WHAT IS REQUIRED → Within the entries that follow, show each line where the word "KillSwitchFlag" occurs.

(Beginning of INFORMATION PROVIDED)

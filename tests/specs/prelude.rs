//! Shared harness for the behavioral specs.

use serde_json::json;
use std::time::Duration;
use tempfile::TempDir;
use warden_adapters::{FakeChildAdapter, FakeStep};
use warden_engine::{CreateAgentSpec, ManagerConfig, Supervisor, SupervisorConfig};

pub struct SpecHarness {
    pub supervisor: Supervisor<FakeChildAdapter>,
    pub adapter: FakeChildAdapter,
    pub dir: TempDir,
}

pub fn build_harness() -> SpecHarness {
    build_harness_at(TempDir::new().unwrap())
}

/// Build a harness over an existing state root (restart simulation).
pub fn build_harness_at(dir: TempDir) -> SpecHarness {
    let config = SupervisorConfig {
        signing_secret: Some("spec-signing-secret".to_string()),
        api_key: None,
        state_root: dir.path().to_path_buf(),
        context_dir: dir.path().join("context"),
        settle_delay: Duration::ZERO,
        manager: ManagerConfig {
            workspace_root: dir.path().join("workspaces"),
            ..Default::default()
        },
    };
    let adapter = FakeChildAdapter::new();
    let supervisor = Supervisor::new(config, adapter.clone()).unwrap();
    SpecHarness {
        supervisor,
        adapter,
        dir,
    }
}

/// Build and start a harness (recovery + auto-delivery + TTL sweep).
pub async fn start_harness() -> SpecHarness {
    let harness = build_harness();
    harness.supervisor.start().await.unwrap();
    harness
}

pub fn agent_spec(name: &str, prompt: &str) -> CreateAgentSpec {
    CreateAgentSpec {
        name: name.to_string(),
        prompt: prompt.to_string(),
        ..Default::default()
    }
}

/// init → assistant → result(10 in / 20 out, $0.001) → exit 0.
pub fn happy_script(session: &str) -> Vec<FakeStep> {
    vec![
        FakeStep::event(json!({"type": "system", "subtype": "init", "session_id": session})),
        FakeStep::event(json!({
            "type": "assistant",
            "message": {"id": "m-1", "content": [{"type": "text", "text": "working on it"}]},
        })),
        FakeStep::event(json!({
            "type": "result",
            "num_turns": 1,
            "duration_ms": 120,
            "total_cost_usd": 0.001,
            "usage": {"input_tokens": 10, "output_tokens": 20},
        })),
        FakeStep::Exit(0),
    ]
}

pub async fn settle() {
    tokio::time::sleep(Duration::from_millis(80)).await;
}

(End of INFORMATION PROVIDED)
(Beginning of INFORMATION PROVIDED)

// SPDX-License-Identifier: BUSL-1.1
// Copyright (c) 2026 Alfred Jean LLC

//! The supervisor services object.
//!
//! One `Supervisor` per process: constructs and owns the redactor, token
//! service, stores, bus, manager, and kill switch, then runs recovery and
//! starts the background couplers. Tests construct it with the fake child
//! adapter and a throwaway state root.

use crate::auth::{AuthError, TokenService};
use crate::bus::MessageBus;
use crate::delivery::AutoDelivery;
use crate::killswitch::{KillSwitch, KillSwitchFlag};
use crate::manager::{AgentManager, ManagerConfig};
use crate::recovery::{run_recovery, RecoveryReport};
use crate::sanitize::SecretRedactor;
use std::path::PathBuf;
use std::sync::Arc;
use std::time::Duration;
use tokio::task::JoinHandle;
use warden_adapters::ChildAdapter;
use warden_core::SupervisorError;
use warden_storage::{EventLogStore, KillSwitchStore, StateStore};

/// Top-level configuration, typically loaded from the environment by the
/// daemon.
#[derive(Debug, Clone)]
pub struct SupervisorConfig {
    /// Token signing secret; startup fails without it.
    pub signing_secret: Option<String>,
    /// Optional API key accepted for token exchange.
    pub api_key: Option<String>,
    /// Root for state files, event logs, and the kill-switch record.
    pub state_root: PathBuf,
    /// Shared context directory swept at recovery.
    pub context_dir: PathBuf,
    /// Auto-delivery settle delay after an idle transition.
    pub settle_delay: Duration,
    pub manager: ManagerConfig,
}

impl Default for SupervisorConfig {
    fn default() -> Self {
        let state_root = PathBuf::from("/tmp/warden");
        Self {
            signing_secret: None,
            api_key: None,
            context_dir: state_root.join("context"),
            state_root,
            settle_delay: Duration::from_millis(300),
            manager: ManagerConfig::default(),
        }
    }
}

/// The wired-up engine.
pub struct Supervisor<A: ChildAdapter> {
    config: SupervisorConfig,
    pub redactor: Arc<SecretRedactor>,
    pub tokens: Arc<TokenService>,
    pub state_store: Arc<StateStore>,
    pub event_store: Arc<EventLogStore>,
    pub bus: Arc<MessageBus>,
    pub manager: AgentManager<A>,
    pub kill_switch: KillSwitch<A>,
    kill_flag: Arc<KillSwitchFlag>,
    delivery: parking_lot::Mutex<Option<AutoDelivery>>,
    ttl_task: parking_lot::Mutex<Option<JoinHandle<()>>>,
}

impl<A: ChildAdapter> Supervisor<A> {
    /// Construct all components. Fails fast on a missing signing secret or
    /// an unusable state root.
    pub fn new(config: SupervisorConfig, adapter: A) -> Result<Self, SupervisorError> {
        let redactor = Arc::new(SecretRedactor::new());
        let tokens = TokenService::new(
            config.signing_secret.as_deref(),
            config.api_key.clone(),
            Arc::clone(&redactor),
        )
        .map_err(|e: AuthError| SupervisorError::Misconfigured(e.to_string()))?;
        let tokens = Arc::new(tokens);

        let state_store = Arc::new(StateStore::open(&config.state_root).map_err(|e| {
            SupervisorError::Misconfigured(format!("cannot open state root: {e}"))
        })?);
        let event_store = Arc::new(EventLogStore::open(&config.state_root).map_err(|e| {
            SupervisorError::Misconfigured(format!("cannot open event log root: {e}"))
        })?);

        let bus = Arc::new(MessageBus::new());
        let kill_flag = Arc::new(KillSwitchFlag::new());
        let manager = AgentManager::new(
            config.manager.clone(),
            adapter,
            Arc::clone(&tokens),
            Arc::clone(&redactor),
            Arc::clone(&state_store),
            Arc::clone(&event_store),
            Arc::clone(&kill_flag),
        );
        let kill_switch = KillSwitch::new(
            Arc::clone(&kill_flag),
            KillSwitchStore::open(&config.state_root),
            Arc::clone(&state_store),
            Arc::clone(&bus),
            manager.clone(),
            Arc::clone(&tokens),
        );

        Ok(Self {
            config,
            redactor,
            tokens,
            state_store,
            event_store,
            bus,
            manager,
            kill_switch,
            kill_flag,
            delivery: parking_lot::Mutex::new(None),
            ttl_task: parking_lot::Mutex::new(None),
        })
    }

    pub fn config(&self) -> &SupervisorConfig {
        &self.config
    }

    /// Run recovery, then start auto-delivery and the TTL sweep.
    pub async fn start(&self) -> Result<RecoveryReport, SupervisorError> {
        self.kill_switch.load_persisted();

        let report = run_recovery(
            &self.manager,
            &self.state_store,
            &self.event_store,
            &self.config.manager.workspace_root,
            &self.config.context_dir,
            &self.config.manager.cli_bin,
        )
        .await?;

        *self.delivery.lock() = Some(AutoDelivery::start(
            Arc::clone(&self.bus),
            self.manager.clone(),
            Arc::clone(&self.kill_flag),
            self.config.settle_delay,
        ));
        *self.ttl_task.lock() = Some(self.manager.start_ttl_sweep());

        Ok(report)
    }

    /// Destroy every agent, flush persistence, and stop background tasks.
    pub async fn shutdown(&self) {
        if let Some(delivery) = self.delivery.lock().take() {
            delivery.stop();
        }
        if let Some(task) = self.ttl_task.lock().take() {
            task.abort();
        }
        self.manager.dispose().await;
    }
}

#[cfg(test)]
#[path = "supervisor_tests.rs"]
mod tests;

(End of INFORMATION PROVIDED)

OUTPUT OF THE TASK →
use crate::killswitch::{KillSwitch, KillSwitchFlag};
    kill_flag: Arc<KillSwitchFlag>,
        let kill_flag = Arc::new(KillSwitchFlag::new());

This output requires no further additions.